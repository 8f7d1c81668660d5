//! Bidirectional structural mapping.
//!
//! Both entry points move values between two independently declared schemas
//! by following tag directives, and report every field that took no part in
//! the transfer.
//!
//! - [`map_into`] is driven by the source: each source field's directive names
//!   the destination path it is written to.
//! - [`map_from`] is driven by the destination: each destination field's
//!   directive names the source path it is read from.
//!
//! A field that maps is consumed whole and its children are not visited. A
//! field of the driving side that fails to resolve or type-check is reported
//! on the spot and then descended into, so its children may still map
//! individually. The other side is reported afterwards: fields that received
//! nothing and are not ancestors of a mapped path. Per-field failures never
//! abort a call.
//!
//! # Examples
//!
//! ```
//! use facet::{Facet, Peek, Poke};
//! use hueport_core::map_into;
//! use hueport_core as hueport;
//!
//! #[derive(Debug, Clone, Default, Facet)]
//! pub struct Badge {
//!     #[facet(hueport::canonical = "employee.full_name")]
//!     pub name: String,
//! }
//!
//! #[derive(Debug, Clone, Default, Facet)]
//! pub struct Employee {
//!     pub full_name: String,
//! }
//!
//! #[derive(Debug, Clone, Default, Facet)]
//! pub struct Directory {
//!     pub employee: Employee,
//! }
//!
//! let badge = Badge { name: "Alice".into() };
//! let mut directory = Directory::default();
//! let summary = map_into(
//!     Peek::new(&badge),
//!     Poke::new(&mut directory),
//!     |_, _| {},
//!     |_, _| {},
//!     "canonical",
//! )
//! .unwrap();
//!
//! assert_eq!(directory.employee.full_name, "Alice");
//! assert!(summary.unused_source.is_empty());
//! assert!(summary.unused_destination.is_empty());
//! ```

use facet::{Field, Peek, Poke, Shape};
use tracing::{debug, trace};

use crate::reflect::{self, Node, reborrow};
use crate::resolve::not_a_struct;
use crate::traverse::{traverse, traverse_mut};
use crate::{
    FieldPath, MapError, MappedPathSet, Result, counterpart_path, normalize, resolve_for_read,
    resolve_for_write, resolve_type,
};

/// Outcome of one mapping call.
#[derive(Debug, Clone, Default, PartialEq, Eq)]
pub struct MapSummary {
    /// Destination paths written, sorted.
    pub written: Vec<FieldPath>,
    /// Source paths reported as unused, in traversal order.
    pub unused_source: Vec<FieldPath>,
    /// Destination paths reported as unused, in traversal order.
    pub unused_destination: Vec<FieldPath>,
}

/// Maps `source` into `destination`, driven by the source's tag directives.
///
/// Returns [`MapError::Structural`] when either root is not a struct.
pub fn map_into<'facet, S, D>(
    source: Peek<'_, 'facet>,
    mut destination: Poke<'_, 'facet>,
    mut on_unused_source: S,
    mut on_unused_destination: D,
    tag_key: &str,
) -> Result<MapSummary>
where
    S: FnMut(&FieldPath, Peek<'_, 'facet>),
    D: FnMut(&FieldPath, Peek<'_, 'facet>),
{
    ensure_struct(source)?;
    ensure_struct(destination.as_peek())?;

    let destination_shape = destination.shape();
    let mut written = MappedPathSet::new();
    let mut summary = MapSummary::default();

    traverse(source, |path, field, value| {
        let target = counterpart_path(path, field, tag_key);
        match write_field(reborrow(&mut destination), destination_shape, &target, value) {
            Ok(()) => {
                debug!(from = %path, to = %target, "mapped field");
                written.insert(target);
                false
            }
            Err(err) => {
                debug!(from = %path, to = %target, error = %err, "field not mapped");
                summary.unused_source.push(path.clone());
                on_unused_source(path, value);
                true
            }
        }
    });

    summary.written = written.written();
    report_unused(destination.as_peek(), &written, |path, value| {
        summary.unused_destination.push(path.clone());
        on_unused_destination(path, value);
    });
    Ok(summary)
}

/// Fills `destination` from `source`, driven by the destination's tag
/// directives.
///
/// Returns [`MapError::Structural`] when either root is not a struct.
pub fn map_from<'facet, S, D>(
    source: Peek<'_, 'facet>,
    destination: Poke<'_, 'facet>,
    mut on_unused_source: S,
    mut on_unused_destination: D,
    tag_key: &str,
) -> Result<MapSummary>
where
    S: FnMut(&FieldPath, Peek<'_, 'facet>),
    D: FnMut(&FieldPath, Peek<'_, 'facet>),
{
    ensure_struct(source)?;
    ensure_struct(destination.as_peek())?;

    let mut written = MappedPathSet::new();
    let mut read = MappedPathSet::new();
    let mut summary = MapSummary::default();

    traverse_mut(destination, |path, field, mut slot| {
        let origin = counterpart_path(path, field, tag_key);
        match read_field(source, &origin, field, reborrow(&mut slot), path) {
            Ok(()) => {
                debug!(from = %origin, to = %path, "mapped field");
                read.insert(origin);
                written.insert(path.clone());
                false
            }
            Err(err) => {
                debug!(from = %origin, to = %path, error = %err, "field not mapped");
                summary.unused_destination.push(path.clone());
                on_unused_destination(path, slot.as_peek());
                true
            }
        }
    });

    summary.written = written.written();
    report_unused(source, &read, |path, value| {
        summary.unused_source.push(path.clone());
        on_unused_source(path, value);
    });
    Ok(summary)
}

/// Type-checks against the static destination shape first, so intermediate
/// nodes are only allocated for a write that will succeed.
fn write_field<'facet>(
    destination: Poke<'_, 'facet>,
    destination_shape: &'static Shape,
    target: &FieldPath,
    value: Peek<'_, 'facet>,
) -> Result<()> {
    let field = resolve_type(destination_shape, target)?;
    if !reflect::is_writable(field) {
        return Err(MapError::NotWritable(target.clone()));
    }
    let payload = normalize(value, field.shape(), target)?;
    let slot = resolve_for_write(destination, target)?;
    reflect::assign(slot, payload, target)
}

fn read_field<'facet>(
    source: Peek<'_, 'facet>,
    origin: &FieldPath,
    field: &'static Field,
    slot: Poke<'_, 'facet>,
    path: &FieldPath,
) -> Result<()> {
    let value = resolve_for_read(source, origin)?;
    if !reflect::is_writable(field) {
        return Err(MapError::NotWritable(path.clone()));
    }
    let payload = normalize(value, slot.shape(), path)?;
    reflect::assign(slot, payload, path)
}

/// Reports every field of `root` that no mapped path touches.
///
/// Mapped fields stop the walk. Ancestors of mapped paths are walked
/// through without being reported. Everything else is reported and
/// descended into.
fn report_unused<'mem, 'facet, F>(root: Peek<'mem, 'facet>, mapped: &MappedPathSet, mut report: F)
where
    F: FnMut(&FieldPath, Peek<'mem, 'facet>),
{
    traverse(root, |path, _, value| {
        if mapped.is_written(path) {
            return false;
        }
        if mapped.is_ancestor(path) {
            return true;
        }
        trace!(path = %path, "unused field");
        report(path, value);
        true
    });
}

fn ensure_struct(root: Peek<'_, '_>) -> Result<()> {
    match reflect::node(root) {
        Node::Struct(_) => Ok(()),
        Node::Absent | Node::Leaf => Err(not_a_struct(root.shape())),
    }
}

Task directions
Transcribe the whole listing with nothing added or left out.

Task output
repository 8f7d1c81668660d5
//! Bidirectional structural mapping.
//!
//! Both entry points move values between two independently declared schemas
//! by following tag directives, and report every field that took no part in
//! the transfer.
//!
//! - [`map_into`] is driven by the source: each source field's directive names
//!   the destination path it is written to.
//! - [`map_from`] is driven by the destination: each destination field's
//!   directive names the source path it is read from.
//!
//! A field that maps is consumed whole and its children are not visited. A
//! field of the driving side that fails to resolve or type-check is reported
//! on the spot and then descended into, so its children may still map
//! individually. The other side is reported afterwards: fields that received
//! nothing and are not ancestors of a mapped path. Per-field failures never
//! abort a call.
//!
//! # Examples
//!
//! ```
//! use facet::{Facet, Peek, Poke};
//! use hueport_core::map_into;
//! use hueport_core as hueport;
//!
//! #[derive(Debug, Clone, Default, Facet)]
//! pub struct Badge {
//!     #[facet(hueport::canonical = "employee.full_name")]
//!     pub name: String,
//! }
//!
//! #[derive(Debug, Clone, Default, Facet)]
//! pub struct Employee {
//!     pub full_name: String,
//! }
//!
//! #[derive(Debug, Clone, Default, Facet)]
//! pub struct Directory {
//!     pub employee: Employee,
//! }
//!
//! let badge = Badge { name: "Alice".into() };
//! let mut directory = Directory::default();
//! let summary = map_into(
//!     Peek::new(&badge),
//!     Poke::new(&mut directory),
//!     |_, _| {},
//!     |_, _| {},
//!     "canonical",
//! )
//! .unwrap();
//!
//! assert_eq!(directory.employee.full_name, "Alice");
//! assert!(summary.unused_source.is_empty());
//! assert!(summary.unused_destination.is_empty());
//! ```

use facet::{Field, Peek, Poke, Shape};
use tracing::{debug, trace};

use crate::reflect::{self, Node, reborrow};
use crate::resolve::not_a_struct;
use crate::traverse::{traverse, traverse_mut};
use crate::{
    FieldPath, MapError, MappedPathSet, Result, counterpart_path, normalize, resolve_for_read,
    resolve_for_write, resolve_type,
};

/// Outcome of one mapping call.
#[derive(Debug, Clone, Default, PartialEq, Eq)]
pub struct MapSummary {
    /// Destination paths written, sorted.
    pub written: Vec<FieldPath>,
    /// Source paths reported as unused, in traversal order.
    pub unused_source: Vec<FieldPath>,
    /// Destination paths reported as unused, in traversal order.
    pub unused_destination: Vec<FieldPath>,
}

/// Maps `source` into `destination`, driven by the source's tag directives.
///
/// Returns [`MapError::Structural`] when either root is not a struct.
pub fn map_into<'facet, S, D>(
    source: Peek<'_, 'facet>,
    mut destination: Poke<'_, 'facet>,
    mut on_unused_source: S,
    mut on_unused_destination: D,
    tag_key: &str,
) -> Result<MapSummary>
where
    S: FnMut(&FieldPath, Peek<'_, 'facet>),
    D: FnMut(&FieldPath, Peek<'_, 'facet>),
{
    ensure_struct(source)?;
    ensure_struct(destination.as_peek())?;

    let destination_shape = destination.shape();
    let mut written = MappedPathSet::new();
    let mut summary = MapSummary::default();

    traverse(source, |path, field, value| {
        let target = counterpart_path(path, field, tag_key);
        match write_field(reborrow(&mut destination), destination_shape, &target, value) {
            Ok(()) => {
                debug!(from = %path, to = %target, "mapped field");
                written.insert(target);
                false
            }
            Err(err) => {
                debug!(from = %path, to = %target, error = %err, "field not mapped");
                summary.unused_source.push(path.clone());
                on_unused_source(path, value);
                true
            }
        }
    });

    summary.written = written.written();
    report_unused(destination.as_peek(), &written, |path, value| {
        summary.unused_destination.push(path.clone());
        on_unused_destination(path, value);
    });
    Ok(summary)
}

/// Fills `destination` from `source`, driven by the destination's tag
/// directives.
///
/// Returns [`MapError::Structural`] when either root is not a struct.
pub fn map_from<'facet, S, D>(
    source: Peek<'_, 'facet>,
    destination: Poke<'_, 'facet>,
    mut on_unused_source: S,
    mut on_unused_destination: D,
    tag_key: &str,
) -> Result<MapSummary>
where
    S: FnMut(&FieldPath, Peek<'_, 'facet>),
    D: FnMut(&FieldPath, Peek<'_, 'facet>),
{
    ensure_struct(source)?;
    ensure_struct(destination.as_peek())?;

    let mut written = MappedPathSet::new();
    let mut read = MappedPathSet::new();
    let mut summary = MapSummary::default();

    traverse_mut(destination, |path, field, mut slot| {
        let origin = counterpart_path(path, field, tag_key);
        match read_field(source, &origin, field, reborrow(&mut slot), path) {
            Ok(()) => {
                debug!(from = %origin, to = %path, "mapped field");
                read.insert(origin);
                written.insert(path.clone());
                false
            }
            Err(err) => {
                debug!(from = %origin, to = %path, error = %err, "field not mapped");
                summary.unused_destination.push(path.clone());
                on_unused_destination(path, slot.as_peek());
                true
            }
        }
    });

    summary.written = written.written();
    report_unused(source, &read, |path, value| {
        summary.unused_source.push(path.clone());
        on_unused_source(path, value);
    });
    Ok(summary)
}

/// Type-checks against the static destination shape first, so intermediate
/// nodes are only allocated for a write that will succeed.
fn write_field<'facet>(
    destination: Poke<'_, 'facet>,
    destination_shape: &'static Shape,
    target: &FieldPath,
    value: Peek<'_, 'facet>,
) -> Result<()> {
    let field = resolve_type(destination_shape, target)?;
    if !reflect::is_writable(field) {
        return Err(MapError::NotWritable(target.clone()));
    }
    let payload = normalize(value, field.shape(), target)?;
    let slot = resolve_for_write(destination, target)?;
    reflect::assign(slot, payload, target)
}

fn read_field<'facet>(
    source: Peek<'_, 'facet>,
    origin: &FieldPath,
    field: &'static Field,
    slot: Poke<'_, 'facet>,
    path: &FieldPath,
) -> Result<()> {
    let value = resolve_for_read(source, origin)?;
    if !reflect::is_writable(field) {
        return Err(MapError::NotWritable(path.clone()));
    }
    let payload = normalize(value, slot.shape(), path)?;
    reflect::assign(slot, payload, path)
}

/// Reports every field of `root` that no mapped path touches.
///
/// Mapped fields stop the walk. Ancestors of mapped paths are walked
/// through without being reported. Everything else is reported and
/// descended into.
fn report_unused<'mem, 'facet, F>(root: Peek<'mem, 'facet>, mapped: &MappedPathSet, mut report: F)
where
    F: FnMut(&FieldPath, Peek<'mem, 'facet>),
{
    traverse(root, |path, _, value| {
        if mapped.is_written(path) {
            return false;
        }
        if mapped.is_ancestor(path) {
            return true;
        }
        trace!(path = %path, "unused field");
        report(path, value);
        true
    });
}

fn ensure_struct(root: Peek<'_, '_>) -> Result<()> {
    match reflect::node(root) {
        Node::Struct(_) => Ok(()),
        Node::Absent | Node::Leaf => Err(not_a_struct(root.shape())),
    }
}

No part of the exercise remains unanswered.